When IFNM and NDI shook hands on their new partnership in the spring of 2016, restoration of the Hiland was complete except for two key elements essential for hosting a film festival – a big screen and projector. IFNM’s Board of Directors rejected rental in favor of a permanent gift to NDI of a theater-size retractable screen and a theater-quality projector.

“It just made sense from several points of view,” notes IFNM Treasurer, Carl Alongi. “Our gift brought the historic Hiland Theater back to its movie theater roots. It ensured that the Italian Festival films would be professionally projected for optimal audience enjoyment, and that the festival partnership between NDI New Mexico and IFNM could continue for years to come. It also enhanced NDI’s revenue-generating options, putting NDI in a position to rent the facility for other film festivals and community activities requiring quality projection capabilities.”

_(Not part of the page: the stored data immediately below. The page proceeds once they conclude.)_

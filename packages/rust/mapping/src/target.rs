//! Per-field transform policy attached to a mapped column.

use regex::Regex;

use fieldmap_shared::{FieldMapError, Result};

use crate::transform::replacement_template;

/// A find pattern compiled when the rule is built. Compares by source text.
#[derive(Debug, Clone)]
pub struct FindPattern(Regex);

impl FindPattern {
    pub fn new(pattern: &str) -> Result<Self> {
        Regex::new(pattern)
            .map(Self)
            .map_err(|source| FieldMapError::Pattern {
                pattern: pattern.to_string(),
                source,
            })
    }

    pub fn as_str(&self) -> &str {
        self.0.as_str()
    }

    pub fn regex(&self) -> &Regex {
        &self.0
    }
}

impl PartialEq for FindPattern {
    fn eq(&self, other: &Self) -> bool {
        self.as_str() == other.as_str()
    }
}

impl Eq for FindPattern {}

/// How one source column becomes values of one output field.
///
/// Rules are built once when the mapping table is loaded and are read-only
/// while rows are processed. A find pattern that does not compile is refused
/// when it is set; other inconsistent combinations are accepted here and
/// reported by [`TargetRule::validate`].
#[derive(Debug, Clone, Default, PartialEq, Eq)]
pub struct TargetRule {
    target_name: String,
    remove_tag: bool,
    convert_html_entities: bool,
    file_path: bool,
    file_path_prefix: Option<String>,
    crawl_url: bool,
    find_regex: Option<FindPattern>,
    replace_regex: Option<String>,
}

impl TargetRule {
    /// A plain copy rule: the column value is emitted unchanged under `target_name`.
    pub fn new(target_name: impl Into<String>) -> Self {
        Self {
            target_name: target_name.into(),
            ..Self::default()
        }
    }

    /// Strip markup tags from the value.
    pub fn with_remove_tag(mut self, on: bool) -> Self {
        self.remove_tag = on;
        self
    }

    /// Decode HTML character entities in the value.
    pub fn with_convert_html_entities(mut self, on: bool) -> Self {
        self.convert_html_entities = on;
        self
    }

    /// Treat the value as a file name under `prefix` and parse the file.
    pub fn with_file_path(mut self, prefix: Option<impl Into<String>>) -> Self {
        self.file_path = true;
        self.file_path_prefix = prefix.map(Into::into);
        self
    }

    /// Treat the value as a URL and crawl it.
    pub fn with_crawl_url(mut self, on: bool) -> Self {
        self.crawl_url = on;
        self
    }

    /// Replace matches of `find` with `replace` (absent replacement removes matches).
    pub fn with_regex(
        mut self,
        find: impl AsRef<str>,
        replace: Option<impl Into<String>>,
    ) -> Result<Self> {
        self.find_regex = Some(FindPattern::new(find.as_ref())?);
        self.replace_regex = replace.map(Into::into);
        Ok(self)
    }

    pub fn target_name(&self) -> &str {
        &self.target_name
    }

    pub fn remove_tag(&self) -> bool {
        self.remove_tag
    }

    pub fn convert_html_entities(&self) -> bool {
        self.convert_html_entities
    }

    pub fn file_path(&self) -> bool {
        self.file_path
    }

    pub fn file_path_prefix(&self) -> Option<&str> {
        self.file_path_prefix.as_deref()
    }

    pub fn crawl_url(&self) -> bool {
        self.crawl_url
    }

    pub fn find_regex(&self) -> Option<&str> {
        self.find_regex.as_ref().map(FindPattern::as_str)
    }

    pub fn find_pattern(&self) -> Option<&FindPattern> {
        self.find_regex.as_ref()
    }

    pub fn replace_regex(&self) -> Option<&str> {
        self.replace_regex.as_deref()
    }

    pub fn set_remove_tag(&mut self, on: bool) {
        self.remove_tag = on;
    }

    pub fn set_convert_html_entities(&mut self, on: bool) {
        self.convert_html_entities = on;
    }

    /// Turning the file branch off also clears its prefix.
    pub fn set_file_path(&mut self, on: bool) {
        self.file_path = on;
        if !on {
            self.file_path_prefix = None;
        }
    }

    pub fn set_file_path_prefix(&mut self, prefix: Option<String>) {
        self.file_path_prefix = prefix;
    }

    pub fn set_crawl_url(&mut self, on: bool) {
        self.crawl_url = on;
    }

    /// Compile and install a find pattern; `None` clears it.
    pub fn set_find_regex(&mut self, pattern: Option<&str>) -> Result<()> {
        self.find_regex = pattern.map(FindPattern::new).transpose()?;
        Ok(())
    }

    pub fn set_replace_regex(&mut self, replacement: Option<String>) {
        self.replace_regex = replacement;
    }

    /// Check the rule for combinations that cannot be applied.
    pub fn validate(&self) -> Result<()> {
        if self.target_name.trim().is_empty() {
            return Err(FieldMapError::validation("target name is empty"));
        }
        match (&self.find_regex, &self.replace_regex) {
            (Some(pattern), Some(replacement)) => {
                replacement_template(pattern.regex(), replacement)?;
            }
            (Some(_), None) | (None, None) => {}
            (None, Some(_)) => {
                return Err(FieldMapError::validation(format!(
                    "target {:?} has a replacement but no find pattern",
                    self.target_name
                )));
            }
        }
        Ok(())
    }
}

#[cfg(test)]
mod tests {
    use super::*;

    #[test]
    fn new_rule_is_plain_copy() {
        let rule = TargetRule::new("title");
        assert_eq!(rule.target_name(), "title");
        assert!(!rule.remove_tag());
        assert!(!rule.file_path());
        assert!(!rule.crawl_url());
        assert_eq!(rule.find_regex(), None);
    }

    #[test]
    fn disabling_file_path_clears_prefix() {
        let mut rule = TargetRule::new("body").with_file_path(Some("/data/"));
        assert_eq!(rule.file_path_prefix(), Some("/data/"));

        rule.set_file_path(false);
        assert!(!rule.file_path());
        assert_eq!(rule.file_path_prefix(), None);
    }

    #[test]
    fn enabling_file_path_keeps_prefix() {
        let mut rule = TargetRule::new("body").with_file_path(Some("/data/"));
        rule.set_file_path(true);
        assert_eq!(rule.file_path_prefix(), Some("/data/"));
    }

    #[test]
    fn validate_rejects_empty_target() {
        let err = TargetRule::new("  ").validate().unwrap_err();
        assert!(err.to_string().contains("target name is empty"));
    }

    #[test]
    fn bad_pattern_is_refused_when_set() {
        let err = TargetRule::new("id").with_regex("(unclosed", Some("x")).unwrap_err();
        assert!(matches!(err, FieldMapError::Pattern { .. }));

        let mut rule = TargetRule::new("id");
        assert!(rule.set_find_regex(Some("[")).is_err());
        assert_eq!(rule.find_regex(), None);
    }

    #[test]
    fn patterns_compare_by_source() {
        let a = TargetRule::new("id").with_regex(r"\d+", Some("#")).unwrap();
        let b = TargetRule::new("id").with_regex(r"\d+", Some("#")).unwrap();
        let c = TargetRule::new("id").with_regex(r"\d", Some("#")).unwrap();
        assert_eq!(a, b);
        assert_ne!(a, c);
    }

    #[test]
    fn clearing_the_pattern() {
        let mut rule = TargetRule::new("id").with_regex("x", None::<String>).unwrap();
        rule.set_find_regex(None).unwrap();
        assert!(rule.find_pattern().is_none());
    }

    #[test]
    fn validate_rejects_unknown_group_in_replacement() {
        let rule = TargetRule::new("id").with_regex(r"(\d+)", Some("$2")).unwrap();
        assert!(matches!(rule.validate(), Err(FieldMapError::Validation { .. })));
    }

    #[test]
    fn validate_rejects_replacement_without_pattern() {
        let mut rule = TargetRule::new("id");
        rule.set_replace_regex(Some("#".into()));
        assert!(rule.validate().is_err());
    }

    #[test]
    fn validate_accepts_pattern_without_replacement() {
        let rule = TargetRule::new("id").with_regex(r"\s+", None::<String>).unwrap();
        assert!(rule.validate().is_ok());
    }
}
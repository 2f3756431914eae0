//! Shared types, error model, and configuration for fieldmap.
//!
//! This crate is the foundation depended on by all other fieldmap crates.
//! It provides:
//! - [`FieldMapError`]: the unified error type
//! - Domain types ([`IndexDocument`], [`FetchCategory`])
//! - Configuration ([`AppConfig`], [`MappingOptions`], [`CrawlOptions`], config loading)

pub mod config;
pub mod error;
pub mod types;

// Re-export public API at crate root for ergonomic imports.
pub use config::{
    AppConfig, ColumnMatch, CrawlConfig, CrawlOptions, MappingConfig, MappingOptions,
    ParserConfig, ParserOptions, config_dir, config_file_path, init_config, load_config,
    load_config_from,
};
pub use error::{FieldMapError, Result};
pub use types::{FetchCategory, IndexDocument};
//! Rule-driven mapping of query rows to index documents.
//!
//! This crate provides:
//! - [`TargetRule`] and [`MappingTable`]: the column-to-field rules and their XML form
//! - [`transform`]: the entity/tag/pattern text passes
//! - [`gateway`]: traits for the file parser and crawl services a rule can call
//! - [`RowMapper`]: applies a table to one [`Row`]

pub mod gateway;
pub mod mapper;
pub mod row;
pub mod table;
pub mod target;
pub mod transform;
mod xml;

pub use gateway::{CrawlGateway, CrawlOutcome, FetchHandle, NoCrawl, NoFetch, Parser, ParserGateway};
pub use mapper::{ROW_FETCH_CATEGORY, RowMapper, RowReport};
pub use row::{RecordRow, Row};
pub use table::{MappingLink, MappingTable};
pub use target::{FindPattern, TargetRule};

And little more digging into the archives of Albuquerque’s historic theaters also reveals a sliver of serendipity at play here. As it turns out, the Hiland, like all the Duke City’s most celebrated theaters - the Sunshine, the El Rey, and the Kimo - was built by an Italian. It seems only fitting – some might even say pre-destined – that Frank Peloso’s Hiland Theater would be restored to its motion picture origins with a little help from the state’s most prominent Italian organization nearly 70 years later.